Minister of Education, Youth and Sport
- In office 24 June 2020 – 1 July 2023
- Prime Minister: Taur Matan Ruak
- Preceded by: Dulce de Jesus Soares
- Succeeded by: Dulce de Jesus Soares

Minister of Education, Culture and Youth / Education, Culture, Youth and Sports / Education and Culture
- In office 30 September 2001 – 14 July 2006
- Prime Minister: Mari Alkatiri; (from 20 May 2002);
- Governor: Sérgio Vieira de Mello; (UN administrator);
- Preceded by: Dulce de Jesus Soares
- Succeeded by: Rosária Corte-Real

Personal details
- Party: Fretilin
- Alma mater: Massey University; Australian National University;

= Armindo Maia =

East Timorese politician and academic

Armindo Maia is an East Timorese politician and academic, and a member of the Fretilin political party. From June 2020 to July 2023, he was the Minister of Education, Youth and Sport, serving in the VIII Constitutional Government of East Timor led by Prime Minister Taur Matan Ruak.

Previously, between 2001 and 2006, he held the equivalent position in governments led by UN administrator Sérgio Vieira de Mello and Prime Minister Mari Alkatiri, respectively.

==Early life and career==
Maia has a master's degree in Philosophy from Massey University in Palmerston North, New Zealand. He was a pioneering staff member of the Universitas Timor Timur (UnTim), East Timor's first university, from when it was founded in 1986. By 1997, he was UnTim's Vice Rector for Academic Affairs.

During the Indonesian occupation of East Timor that lasted until 1999, Maia was involved in a number of academic and political activities internationally in support of East Timor's independence movement. On a visit to the US in the late-1990s, he interacted with prominent East Timorese from the diaspora, including José Ramos-Horta and João Carrascalão. Following his return, the Indonesian regime therefore imposed restrictions on his freedom.

However, in a 1997 contest for the vacant position of Rector of UnTim, against Natalino Monteiro, UnTim's then Vice Rector for Students Affairs, Maia, who had numerous supporters among the student body, emerged the victor, even though Monteiro was the pro-Indonesian candidate for the appointment, which required Indonesian military approval.

On the establishment in November 2000 of UnTim's successor, the National University of East Timor (UNTL), Maia took office as its first Rector.

==Political and further career==
===2001–2006: Minister===
On 30 September 2001, Maia, who was not then a member of a political party, was appointed as the Minister of Education, Culture and Youth in East Timor's II UNTAET Transitional Government established by Sérgio Vieira de Mello, the United Nations administrator for East Timor.
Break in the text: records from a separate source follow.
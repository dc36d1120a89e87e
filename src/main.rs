use anyhow::{bail, Context, Result};
use clap::Parser;
use steam_inventory::inventory::{AggregateInventory, FetchRun, InventoryFetcher, RunOutcome};
use steam_inventory::tracing::init_tracing;
use steam_inventory::util::env::{env_flag, init_env};
use steam_inventory::InventoryConfig;
use tracing::{info, warn};

#[derive(Parser, Debug)]
#[command(
    name = "steam-inventory",
    version,
    about = "Fetch every Steam community inventory a profile exposes"
)]
struct Cli {
    /// 64-bit Steam id of the profile owner
    steam_id: u64,
    /// Only fetch these app ids (repeatable)
    #[arg(long = "app")]
    apps: Vec<u32>,
    /// Also fetch another user's inventory as `steamid:appid:contextid` (needs STEAM_SESSION_ID)
    #[arg(long = "foreign", value_parser = parse_foreign)]
    foreign: Vec<ForeignTarget>,
    /// Print the aggregate as JSON instead of a summary (env: INVENTORY_OUTPUT_JSON)
    #[arg(long)]
    json: bool,
}

#[derive(Clone, Copy, Debug)]
struct ForeignTarget {
    steam_id: u64,
    app_id: u32,
    context_id: u64,
}

fn parse_foreign(raw: &str) -> Result<ForeignTarget> {
    let parts: Vec<&str> = raw.split(':').map(str::trim).collect();
    let [steam_id, app_id, context_id] = parts.as_slice() else {
        bail!("expected steamid:appid:contextid, got {raw:?}");
    };
    Ok(ForeignTarget {
        steam_id: steam_id.parse::<u64>().context("steamid")?,
        app_id: app_id.parse::<u32>().context("appid")?,
        context_id: context_id.parse::<u64>().context("contextid")?,
    })
}

#[tokio::main]
async fn main() -> Result<()> {
    init_env();
    init_tracing("info,steam_inventory=info")?;
    let cli = Cli::parse();
    let json = cli.json || env_flag("INVENTORY_OUTPUT_JSON", false);

    let config = InventoryConfig::from_env();
    info!(
        base = %config.community_base,
        max_concurrency = config.max_concurrency,
        max_attempts = config.max_attempts,
        "starting inventory fetch"
    );
    let fetcher = InventoryFetcher::from_config(&config)?;
    let filter = (!cli.apps.is_empty()).then(|| cli.apps.clone());
    let run = fetcher.fetch_inventories(cli.steam_id, filter);

    let aggregate = run.get_aggregate().await;
    let outcome = run.outcome().await;
    if outcome.is_private {
        warn!(steam_id = cli.steam_id, "profile inventory is private");
    }

    let aggregate = if cli.foreign.is_empty() {
        aggregate
    } else {
        add_foreign(&run, &cli.foreign).await;
        run.get_aggregate().await
    };

    if json {
        println!("{}", serde_json::to_string_pretty(&aggregate)?);
    } else {
        print_summary(cli.steam_id, &outcome, &aggregate);
    }

    if !outcome.success {
        std::process::exit(2);
    }
    Ok(())
}

async fn add_foreign(run: &FetchRun, targets: &[ForeignTarget]) {
    for t in targets {
        let added = run
            .add_foreign_inventory(t.steam_id, t.app_id, t.context_id)
            .await;
        info!(
            steam_id = t.steam_id,
            app_id = t.app_id,
            context_id = t.context_id,
            added,
            "foreign inventory"
        );
    }
}

fn print_summary(steam_id: u64, outcome: &RunOutcome, aggregate: &AggregateInventory) {
    println!(
        "steam id {steam_id}: {} of {} inventories loaded ({} already present, {} failed){}",
        outcome.stored,
        outcome.discovered,
        outcome.already_present,
        outcome.failed,
        if outcome.is_private { ", profile private" } else { "" }
    );
    for (pair, inventory) in aggregate.iter() {
        println!(
            "  {pair} owner={} items={} currency={} descriptions={}",
            inventory.owner_id,
            inventory.regular_items().count(),
            inventory.currency_items().count(),
            inventory.descriptions().len(),
        );
    }
}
Maia retained that post, with added responsibility for Sports, in the I Constitutional Government of East Timor under Prime Minister Mari Alkatiri, which took office on 20 May 2002. When that government was restructured on 26 July 2005, Maia retained direct responsibility for education and culture, and José Manuel Fernandes was appointed as Secretary of State for Youth and Sports. On 14 July 2006, the I Constitutional Government was replaced by the II Constitutional Government, and Maia was succeeded as Minister by Rosária Corte-Real.

===2006–2020: Return to academia===
Maia then returned to UNTL, as a Senior Lecturer. From July 2012, he was a PhD candidate at the State, Society and Governance in Melanesia Program in the ANU College of Asia and the Pacific in Canberra, Australia.

===2020–2023: Minister again===
On 24 June 2020, following a change in the governing coalition, and the admission of Fretilin to the VIII Constitutional Government, Maia was sworn in for a further term as Minister of Education, Youth and Sport.

Since being reappointed as Minister, Maia has worked on improving East Timor's school education system. In August 2020, he announced that he had held discussions for the implementation of sports in schools, and said that a program would be included in the Ministry's proposal for the next State budget. In November 2020, he confirmed that throughout 2021, significant construction and rehabilitation would be carried out at 221 schools and to 1,500 classrooms. On International Literacy Day 2021, he called on parents to send their children to school: "Education, as well as learning, is ageless." The same day, he announced that he had requested that his Ministry's budget for the 2022 fiscal year be increased by from its proposed allocation, to ensure that the Ministry had sufficient funds to implement all of the programs that it had prepared.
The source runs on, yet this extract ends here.